Rob Barry: Great question. In our business, data on its own is rarely enough to tell a story. As important is the guidance you get from people involved in what you’re writing about. In that story’s case, for instance, Susan Pulliam, my co-author, was extremely well sourced and used those sources to help inform the analysis. What data does in cases like that is provides the framework in which to embed your story. It helps you determine whether there’s even a worthwhile story to tell, particularly on the investigative front, where what we’re often doing is looking for systemic problems and systemic breakdowns. One anecdote isn’t enough, but an anecdote can form the basis for a much broader analysis.
Plough: Cleaning and getting data into the right format often is the hardest part. What coding tools do you recommend journalists learn to make their lives easier?
Barry: I find myself changing toolkits on a fairly regular basis. Right now, my main tools of choice are a statistical programming language called R, a general programming language called Python and a database management program called Microsoft SQL. Oh, and when I need something to run fast, I use a language called C#, also made by Microsoft.
Rather than specific tools, I think the important thing to focus on is specific characteristics of your workflow. So, for instance, one of the most important things to me is reproducibility. Here’s the idea: say you’re combining 30 different data sets from different sources and in different formats. You could do that by hand in an Excel spreadsheet but then when it comes time to check your work, you’ll have to go through that process again, and if it doesn’t check out—if you get different answers—you’ll often have absolutely no idea why.
Instead, if you used a language like R or Python to glue your analysis together, you can often reduce the whole thing to a single command and that’ll give you a lot more confidence in what you’re doing. Then, if you’re really crazy and you want to vigorously check your work, you can re-write the glue from scratch. If you don’t get the same answer, you’ve got a script—step-by-step instructions— telling you exactly what you did and you can see what went wrong.
Plough: For the executive trading story you used some pretty advanced modelling techniques, what were the challenges using such simulations?

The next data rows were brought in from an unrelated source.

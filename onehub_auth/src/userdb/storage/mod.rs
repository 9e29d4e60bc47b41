mod config;
mod postgres;
mod sqlite;
mod store_type;

pub use store_type::UserStore;
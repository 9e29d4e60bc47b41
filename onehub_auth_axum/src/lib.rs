//! Axum handlers for the onehub-auth login flow

mod error;
mod oauth2;
mod router;

pub use router::{auth_router, auth_router_no_trace, mount_auth_router};

// Re-export the core so binaries depend on a single crate
pub use onehub_auth::{
    AuthConfig, AuthFlowController, CoordinationError, SessionClaims, SessionTokenIssuer,
    UserStore, init_user_store,
};
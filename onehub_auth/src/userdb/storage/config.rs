/// Users table name
pub(crate) const DB_TABLE_USERS: &str = "users";
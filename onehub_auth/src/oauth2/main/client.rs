use std::fmt;

use async_trait::async_trait;

use crate::oauth2::errors::OAuth2Error;
use crate::oauth2::types::ExternalIdentity;

/// The provider's authorization and token endpoints.
#[async_trait]
pub trait AuthorizationClient: Send + Sync + fmt::Debug {
    /// Provider name stored alongside the subject, e.g. `"google"`
    fn provider(&self) -> &str;

    /// URL the browser is redirected to, carrying client id, redirect URL, scopes and `state`.
    fn authorization_url(&self, state: &str) -> String;

    /// Exchange an authorization code for an access token.
    async fn exchange_code(&self, code: &str) -> Result<String, OAuth2Error>;
}

/// Resolves an access token into the provider's identity claims.
#[async_trait]
pub trait IdentityResolver: Send + Sync + fmt::Debug {
    async fn resolve(&self, access_token: &str) -> Result<ExternalIdentity, OAuth2Error>;
}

Barry: It’s important to talk things through with experts. To put that story together, I was performing an analysis using a technique called a Monte Carlo simulation. I needed to make sure I understood how that worked and how to interpret the results. In addition, I also needed a lot of speed. I think that analysis required on the order of four trillion simulations. Thus, a faster programming language like C# was very useful.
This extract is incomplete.